L’Afrique est particulièrement vulnérable à cause des mouvements continus de population et d’une urbanisation en pleine explosion mais précaire et sans planification suffisante. Notre continent, déjà gravement touché par les effets du changement climatique, risque de l’être encore davantage en termes d’impact sur la santé publique. Avec l’apparition à présent évidente de nouvelles épidémies dans des zones où l’accès aux services de santé est limité, les populations africaines risquent de faire les frais du manque d’action globale contre le changement climatique. Le Comité régional de l’OMS pour l’Afrique, l’organe directeur dans la région, et ses Etats-membres ont déjà adopté en 2016 une Stratégie régionale pour la sécurité sanitaire et les situations d’urgence. Cette dernière recommande aux Etats africains d’augmenter leur capacité à détecter voire à éviter une épidémie ou le cas échéant à la gérer au mieux.
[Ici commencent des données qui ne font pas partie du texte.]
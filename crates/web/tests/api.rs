use std::time::Duration;

use axum::{
    body::{to_bytes, Body},
    http::{Request, StatusCode},
    Router,
};
use database::{Backend, MemoryDatabase};
use locator::{Client, SearchPolicy};
use serde_json::Value;
use tower::ServiceExt;
use web::{router, WebState};

const DATASET: &str = "\
id,name,categories,languages,address_line1,city,state,postal_code,lat,lng
1,Second Harvest,food,\"English,Spanish\",750 Curtner Ave,San Jose,CA,95125,37.2996,-121.8786
2,Downtown Pantry,\"Food, Shelter\",English,,San Jose,CA,,37.3400,-121.8863
3,Valley Clinic,health,\"English,Vietnamese\",,San Jose,CA,,37.3390,-121.8863
4,Gilroy Pantry,food,Spanish,,Gilroy,CA,,37.0058,-121.5683
5,Legal Hotline,legal,English,,San Jose,CA,,,
6,Tie First,food,English,,San Jose,CA,,37.3490,-121.8863
7,Tie Second,food,English,,San Jose,CA,,37.3490,-121.8863
";

fn app_with(policy: SearchPolicy) -> Router {
    let (database, report) = MemoryDatabase::from_csv_reader(DATASET.as_bytes()).unwrap();
    assert_eq!(report.skipped, 0);
    let client = Client::new(Backend::Memory(database))
        .with_policy(policy)
        .with_store_timeout(Duration::from_secs(1));
    router(WebState { locator_client: client }, None)
}

fn app() -> Router {
    app_with(SearchPolicy::default())
}

async fn get(app: Router, uri: &str) -> (StatusCode, Value) {
    let response = app
        .oneshot(Request::get(uri).body(Body::empty()).unwrap())
        .await
        .unwrap();
    let status = response.status();
    let body = to_bytes(response.into_body(), usize::MAX).await.unwrap();
    (status, serde_json::from_slice(&body).unwrap())
}

fn names(body: &Value) -> Vec<&str> {
    body["results"]
        .as_array()
        .unwrap()
        .iter()
        .map(|result| result["name"].as_str().unwrap())
        .collect()
}

#[tokio::test]
async fn ping() {
    let (status, body) = get(app(), "/api/ping").await;
    assert_eq!(status, StatusCode::OK);
    assert_eq!(body["message"], "pong!");
}

#[tokio::test]
async fn food_search_is_nearest_first() {
    let (status, body) = get(
        app(),
        "/api/v1/search?lat=37.3382&lng=-121.8863&category=food&radiusKm=5",
    )
    .await;
    assert_eq!(status, StatusCode::OK);
    assert_eq!(body["center"]["lat"], 37.3382);
    assert_eq!(body["center"]["lng"], -121.8863);
    assert_eq!(body["radiusKm"], 5.0);
    assert_eq!(body["category"], "food");
    assert_eq!(body["count"], 4);
    assert_eq!(
        names(&body),
        ["Downtown Pantry", "Tie First", "Tie Second", "Second Harvest"]
    );

    let distances: Vec<f64> = body["results"]
        .as_array()
        .unwrap()
        .iter()
        .map(|result| result["distanceKm"].as_f64().unwrap())
        .collect();
    assert!(distances.windows(2).all(|pair| pair[0] <= pair[1]));
    assert!(distances.iter().all(|distance| *distance <= 5.0));
}

#[tokio::test]
async fn tied_distances_keep_store_order() {
    let (_, body) = get(app(), "/api/v1/search?lat=37.3382&lng=-121.8863&radiusKm=1.5").await;
    let names = names(&body);
    let first = names.iter().position(|name| *name == "Tie First").unwrap();
    let second = names.iter().position(|name| *name == "Tie Second").unwrap();
    assert_eq!(second, first + 1);
}

#[tokio::test]
async fn results_carry_the_record() {
    let (_, body) = get(app(), "/api/v1/search?lat=37.2996&lng=-121.8786&radiusKm=0.5").await;
    let first = &body["results"][0];
    assert_eq!(first["id"], "1");
    assert_eq!(first["distanceKm"], 0.0);
    assert_eq!(first["lat"], 37.2996);
    assert_eq!(first["addressLine1"], "750 Curtner Ave");
    assert_eq!(first["languages"][1], "Spanish");
}

#[tokio::test]
async fn nothing_nearby_is_empty() {
    let (status, body) = get(app(), "/api/v1/search?lat=0&lng=0").await;
    assert_eq!(status, StatusCode::OK);
    assert_eq!(body["count"], 0);
    assert_eq!(body["results"], Value::Array(vec![]));
    assert_eq!(body["category"], Value::Null);
}

#[tokio::test]
async fn missing_latitude_is_rejected() {
    let (status, body) = get(app(), "/api/v1/search?lng=-121.8863").await;
    assert_eq!(status, StatusCode::BAD_REQUEST);
    assert!(body["error"]
        .as_str()
        .unwrap()
        .starts_with("Missing or invalid lat/lng."));
    assert_eq!(body["requestedUri"], "/api/v1/search");
}

#[tokio::test]
async fn radius_bounds() {
    let (status, _) = get(app(), "/api/v1/search?lat=37.3&lng=-121.9&radiusKm=50").await;
    assert_eq!(status, StatusCode::OK);

    for radius in ["50.0001", "0", "abc"] {
        let uri = format!("/api/v1/search?lat=37.3&lng=-121.9&radiusKm={radius}");
        let (status, body) = get(app(), &uri).await;
        assert_eq!(status, StatusCode::BAD_REQUEST, "{radius}");
        assert!(body["error"].as_str().unwrap().contains("radiusKm"));
    }
}

#[tokio::test]
async fn limit_is_lenient_unless_strict() {
    let uri = "/api/v1/search?lat=37.3382&lng=-121.8863&limit=many";
    let (status, _) = get(app(), uri).await;
    assert_eq!(status, StatusCode::OK);

    let strict = SearchPolicy {
        strict_limit: true,
        ..Default::default()
    };
    let (status, _) = get(app_with(strict), uri).await;
    assert_eq!(status, StatusCode::BAD_REQUEST);
}

#[tokio::test]
async fn string_coordinates_in_json_datasets_are_used() {
    let (database, _) = MemoryDatabase::from_json_str(
        r#"[{"id": "e", "name": "Coerced", "categories": "food", "lat": "37.33", "lng": "-121.88"}]"#,
    )
    .unwrap();
    let app = router(
        WebState {
            locator_client: Client::new(Backend::Memory(database)),
        },
        None,
    );
    let (_, body) = get(app, "/api/v1/search?lat=37.33&lng=-121.88&category=food").await;
    assert_eq!(names(&body), ["Coerced"]);
    assert_eq!(body["results"][0]["lat"], 37.33);
}

#[tokio::test]
async fn browse_by_attributes() {
    let (status, body) = get(app(), "/api/v1/resources?city=san%20jose&lang=vietnamese").await;
    assert_eq!(status, StatusCode::OK);
    assert_eq!(body["meta"]["count"], 1);
    assert_eq!(body["meta"]["filters"]["city"], "san jose");
    assert!(body["meta"].get("note").is_none());
    assert_eq!(names(&body), ["Valley Clinic"]);
}

#[tokio::test]
async fn browse_without_filters_explains_itself() {
    let (status, body) = get(app(), "/api/v1/resources").await;
    assert_eq!(status, StatusCode::OK);
    assert_eq!(body["meta"]["count"], 0);
    assert!(body["meta"]["note"].is_string());
}

#[tokio::test]
async fn meta_lists_facets() {
    let (status, body) = get(app(), "/api/v1/resources/meta").await;
    assert_eq!(status, StatusCode::OK);
    assert_eq!(body["cities"], serde_json::json!(["Gilroy", "San Jose"]));
    assert_eq!(
        body["languages"],
        serde_json::json!(["English", "Spanish", "Vietnamese"])
    );
}

#[tokio::test]
async fn resource_by_id() {
    let (status, body) = get(app(), "/api/v1/resources/3").await;
    assert_eq!(status, StatusCode::OK);
    assert_eq!(body["name"], "Valley Clinic");

    let (status, body) = get(app(), "/api/v1/resources/404").await;
    assert_eq!(status, StatusCode::NOT_FOUND);
    assert_eq!(body["error"], "The requested item does not exist.");
}

#[tokio::test]
async fn schemas_are_served() {
    let (status, body) = get(app(), "/api/v1/search/schema").await;
    assert_eq!(status, StatusCode::OK);
    assert!(body["properties"]["results"].is_object());

    let (status, body) = get(app(), "/api/v1/resources/schema?exampleData=true").await;
    assert_eq!(status, StatusCode::OK);
    assert!(body.is_object());
}

#[tokio::test]
async fn unknown_routes_are_json_404s() {
    for uri in ["/api/v2/search", "/api/v1/nope", "/elsewhere"] {
        let (status, body) = get(app(), uri).await;
        assert_eq!(status, StatusCode::NOT_FOUND, "{uri}");
        assert!(body["error"].is_string());
    }
}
Contre la fièvre jaune, l’OMS et les Etats Membres organisent des campagnes de vaccination dans le cadre de la stratégie d’élimination des épidémies de cette maladie. Ce vaccin protège à vie. Des millions de personnes sont maintenant couvertes, mais il reste encore beaucoup à faire pour protéger l’ensemble des quelques 400 millions d’Africains(environ un quart de la population) exposés au risque d’attraper la fièvre jaune.
Sur ce sujet et dans le cadre de la sécurité sanitaire mondiale, l’Afrique a besoin de la participation de la communauté internationale. La 24ème conférence des Nations unies sur le changement climatique (COP 24) qui se réunit à Katowice en Pologne en décembre serait l’occasion de déclencher des actions communes pour limiter les effets du changement climatique et empêcher ces insectes vecteurs d’épidémies resurgentes de se répandre au-delà de leurs zones traditionnelles, à défaut de quoi le coût financier à porter risque d’être extrêmement lourd, sans parler du coût dramatique en vies humaines.